# Any Rustenburg Vapers here?



## PervertedMonk

Hi all

Just started vaping, and progressing to own a new kit. Was wondering if there's a Rustenburg group so that we can share some ideas on DIY, maybe even get a meet going.

Sent from my D6603 using Tapatalk


----------



## wihann

I was wondering the same thing.
Starting to think I was the only vaper in Rustenburg.I am also looking at starting DIY as the juice prices are a bit much for me.

Sent from my SM-N920C using Tapatalk


----------



## morras

Julle is nie alleen nie , ek is ook hier !

Reactions: Like 1


----------



## PervertedMonk

Kewl. Where about rtb are you guys? 

Sent from my D6603 using Tapatalk


----------



## wihann

Ek is in waterfall oos omgewing en julle

Sent from my SM-N920C using Tapatalk


----------



## GerritVisagie

Yes! 
Its not just me!


Sent from my iPhone using Tapatalk


----------



## GerritVisagie

Bo-dorp omgewing!



Sent from my iPhone using Tapatalk


----------



## PervertedMonk

Cashan myself. You guys doing Vapecon, and where do you get your gear? Got mine online from Sir Vape. 

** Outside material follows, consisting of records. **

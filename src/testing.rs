//! Testing utilities for cqlnav
//!
//! Stand-ins for the collaborators a session talks to: a fetch decision that
//! counts its invocations and a fetch runtime that records every request.
//!
//! Only available when compiled with `cfg(test)`.

use crate::gate::{FacetSnapshot, FetchDecision, Navigation};
use crate::manifest::{FetchRuntime, ResourceRequest};
use crate::query::IdentifierType;

/// Fetch decision with a fixed answer that counts how often it was asked
///
/// # Examples
/// ```ignore
/// let mut gate = FetchGate::with_decision(CountingDecision::answering(true));
/// gate.should_fetch(&Navigation::new("k", "", 0), &FacetSnapshot::empty());
/// assert_eq!(gate.decision().calls(), 1);
/// ```
#[derive(Debug, Clone, Default)]
pub struct CountingDecision {
    answer: bool,
    calls: usize,
}

impl CountingDecision {
    #[must_use]
    pub const fn answering(answer: bool) -> Self {
        Self { answer, calls: 0 }
    }

    /// Number of times the decision was evaluated
    #[must_use]
    pub const fn calls(&self) -> usize {
        self.calls
    }
}

impl FetchDecision for CountingDecision {
    fn decide(&mut self, _navigation: &Navigation, _facets: &FacetSnapshot) -> bool {
        self.calls += 1;
        self.answer
    }
}

/// Fetch runtime that keeps every request it receives
#[derive(Debug, Clone, Default)]
pub struct RecordingRuntime {
    pub requests: Vec<ResourceRequest>,
}

impl FetchRuntime for RecordingRuntime {
    fn fetch(&mut self, request: &ResourceRequest) {
        self.requests.push(request.clone());
    }
}

/// Identifier types as a typical inventory backend reports them
#[must_use]
pub fn sample_identifier_types() -> Vec<IdentifierType> {
    vec![
        IdentifierType::new("8261054f-be78-422d-bd51-4ed9f33c3422", "ISBN"),
        IdentifierType::new("fcca2643-406a-482a-b760-7a7f8aec640e", "Invalid ISBN"),
        IdentifierType::new("913300b2-03ed-469a-8179-c1092c991227", "ISSN"),
        IdentifierType::new("7fbd5d84-62d1-44c6-9c45-6cb173998bbd", "OCLC"),
    ]
}

#[cfg(test)]
mod tests {
    use super::*;

    #[test]
    fn test_counting_decision() {
        let mut decision = CountingDecision::answering(true);
        assert!(decision.decide(&Navigation::new("a", "", 0), &FacetSnapshot::empty()));
        assert!(decision.decide(&Navigation::new("a", "", 0), &FacetSnapshot::empty()));
        assert_eq!(decision.calls(), 2);
    }

    #[test]
    fn test_sample_identifier_types() {
        let types = sample_identifier_types();
        assert_eq!(types.iter().filter(|t| t.name.to_lowercase().contains("isbn")).count(), 2);
    }
}
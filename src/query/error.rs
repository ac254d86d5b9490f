//! Query-building error types
//!
//! Only configuration mistakes are errors here. Malformed user input is
//! never rejected: it degrades to the most permissive valid query.
//!
//! # Error Types
//!
//! - **`UnknownIndex`**: the `qindex` is not registered for the segment
//! - **`Segment`**: the segment itself could not be resolved (wraps `SegmentError`)

use thiserror::Error;

/// Errors raised while turning a request into CQL
#[derive(Debug, Error)]
pub enum QueryError {
    /// Search index is not registered for the segment
    #[error("Unknown search index '{0}'")]
    UnknownIndex(String),

    /// Segment lookup failed
    #[error("Segment error: {0}")]
    Segment(#[from] crate::segments::SegmentError),
}

#[cfg(test)]
#[path = "error_tests.rs"]
mod error_tests;
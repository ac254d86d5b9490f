//! Search session: one resource container and its navigation loop
//!
//! Owns the persisted query state and the fetch gate. On each navigation
//! the gate decides first; only then is the request normalized, the CQL
//! composed and the fetch runtime invoked for every active resource.

use super::error::ManifestError;
use super::resource::{FetchPolicy, ResourceDefinition, ResourceRequest, highlight_match, preceding_records_count};
use super::Manifest;
use crate::gate::{FacetSnapshot, FetchGate, Navigation};
use crate::query::{
    FailPolicy, IdentifierType, NormalizedQuery, PersistedQueryState, QueryComposer, SearchRequest, normalize,
};
use crate::segments::{IndexConfig, IndexConfigProvider};

/// The HTTP side: receives fully resolved requests
///
/// Implementations own error reporting, retries and cancellation.
pub trait FetchRuntime {
    fn fetch(&mut self, request: &ResourceRequest);
}

/// Per-navigation inputs shared by every resource request
struct RequestContext<'a> {
    request: &'a SearchRequest,
    navigation: &'a Navigation,
    config: &'a IndexConfig,
    normalized: &'a NormalizedQuery,
    state: &'a PersistedQueryState,
    preceding_records_count: u32,
}

impl RequestContext<'_> {
    fn build(&self, resource: &ResourceDefinition) -> Option<ResourceRequest> {
        let path = resource.path.resolve(self.request)?;

        let query = if resource.params.query {
            let query = QueryComposer::new(self.config, FailPolicy::NoQueryNoFilters).compose(
                &self.normalized.fragment,
                self.state,
                self.normalized.escape,
            );
            if query.is_none() && !resource.static_fallback {
                tracing::debug!(resource = resource.name, "no query to run, skipping");
                return None;
            }
            query
        } else {
            None
        };

        // a fallback request carries no parameters at all
        let with_params = query.is_some() || !resource.params.query;

        Some(ResourceRequest {
            resource: resource.name.to_string(),
            path: path.to_string(),
            records: resource.records.resolve(self.request).to_string(),
            query,
            limit: resource.pagination.map(|p| p.per_request),
            offset: if resource.pagination.is_some() { self.navigation.result_offset } else { 0 },
            highlight_match: (with_params && resource.params.highlight_match)
                .then(|| highlight_match(self.request)),
            preceding_records_count: if with_params && resource.params.preceding_records_count {
                preceding_records_count(self.request, self.preceding_records_count)
            } else {
                None
            },
        })
    }
}

/// One active search view
pub struct SearchSession<P> {
    provider: P,
    manifest: Manifest,
    gate: FetchGate,
    state: PersistedQueryState,
    identifier_types: Vec<IdentifierType>,
}

impl<P: IndexConfigProvider> SearchSession<P> {
    #[must_use]
    pub fn new(provider: P, manifest: Manifest) -> Self {
        let state = manifest.initial().query.clone();
        Self {
            provider,
            manifest,
            gate: FetchGate::new(),
            state,
            identifier_types: Vec::new(),
        }
    }

    /// Identifier types used to expand ISBN/ISSN searches
    #[must_use]
    pub fn with_identifier_types(mut self, identifier_types: Vec<IdentifierType>) -> Self {
        self.identifier_types = identifier_types;
        self
    }

    /// Current persisted query state
    #[must_use]
    pub const fn state(&self) -> &PersistedQueryState {
        &self.state
    }

    #[must_use]
    pub const fn manifest(&self) -> &Manifest {
        &self.manifest
    }

    /// Handle a navigation event
    ///
    /// Returns the requests handed to `runtime`, empty when the gate holds
    /// the fetch back.
    ///
    /// # Errors
    ///
    /// Returns `ManifestError` if the segment or search index is unknown.
    pub fn navigate<R: FetchRuntime + ?Sized>(
        &mut self,
        navigation: &Navigation,
        facets: &FacetSnapshot,
        runtime: &mut R,
    ) -> Result<Vec<ResourceRequest>, ManifestError> {
        if !self.gate.should_fetch(navigation, facets) {
            tracing::debug!(key = %navigation.key, "fetch suppressed");
            return Ok(Vec::new());
        }

        let requests = self.build_requests(navigation)?;
        for request in &requests {
            tracing::debug!(resource = %request.resource, path = %request.path, "fetching");
            runtime.fetch(request);
        }
        Ok(requests)
    }

    /// Requests of all gated resources for `navigation`, without consulting the gate
    ///
    /// Updates the persisted state like a real fetch would.
    ///
    /// # Errors
    ///
    /// Returns `ManifestError` if the segment or search index is unknown.
    pub fn build_requests(&mut self, navigation: &Navigation) -> Result<Vec<ResourceRequest>, ManifestError> {
        self.requests_where(navigation, |resource| resource.fetch == FetchPolicy::Gated)
    }

    /// Request for an on-demand resource such as an id export
    ///
    /// # Errors
    ///
    /// Returns `ManifestError::UnknownResource` for undeclared names,
    /// `ManifestError::GatedResource` for resources fetched through the
    /// gate, or a query error.
    pub fn export_request(
        &mut self,
        resource: &str,
        navigation: &Navigation,
    ) -> Result<Option<ResourceRequest>, ManifestError> {
        let definition = self
            .manifest
            .resource(resource)
            .ok_or_else(|| ManifestError::UnknownResource(resource.to_string()))?;
        if definition.fetch == FetchPolicy::Gated {
            return Err(ManifestError::GatedResource(resource.to_string()));
        }

        Ok(self
            .requests_where(navigation, |candidate| candidate.name == resource)?
            .into_iter()
            .next())
    }

    fn requests_where(
        &mut self,
        navigation: &Navigation,
        include: impl Fn(&ResourceDefinition) -> bool,
    ) -> Result<Vec<ResourceRequest>, ManifestError> {
        let request = navigation.request();
        let config = self.provider.index_config(request.segment_name())?;
        let (state, normalized) = normalize(&self.state, &request, config, &self.identifier_types)?;

        let context = RequestContext {
            request: &request,
            navigation,
            config,
            normalized: &normalized,
            state: &state,
            preceding_records_count: self.manifest.preceding_records_count(),
        };
        let requests = self
            .manifest
            .resources()
            .iter()
            .filter(|resource| include(resource))
            .filter_map(|resource| context.build(resource))
            .collect();

        self.state = state;
        Ok(requests)
    }
}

Sent from my D6603 using Tapatalk


----------



## GerritVisagie

Yes. Doin vapecon. 
Cant wait.
Got my stuff from VapeKing. 
Emergency juice i get from Hubbly heaven at the Kloof sentrum


Sent from my iPhone using Tapatalk


----------



## PervertedMonk

Are those juices Chinese or local?

Sent from my D6603 using Tapatalk


----------



## GerritVisagie

Local.. 
Hes got quite a selection, but near the end of the month stock gets depleted a bit.
Love my Orion and Voodoo flavours.


Sent from my iPhone using Tapatalk


----------



## PervertedMonk

Thats impressive. What's are the costs for 30 ml? I usually get the porcupine rock and vapour mountain stuff from sirvape.co.za. 

Sent from my D6603 using Tapatalk


----------



## GerritVisagie

Those aren't there yet, but if you ask, he gets. 
From what I can tell, he adds about R10-20 to the joburg prices. 


Sent from my iPhone using Tapatalk


----------



## PervertedMonk

Sweet

Sent from my D6603 using Tapatalk


----------



## PervertedMonk

I'll have a look then and maybe get these other brands in. 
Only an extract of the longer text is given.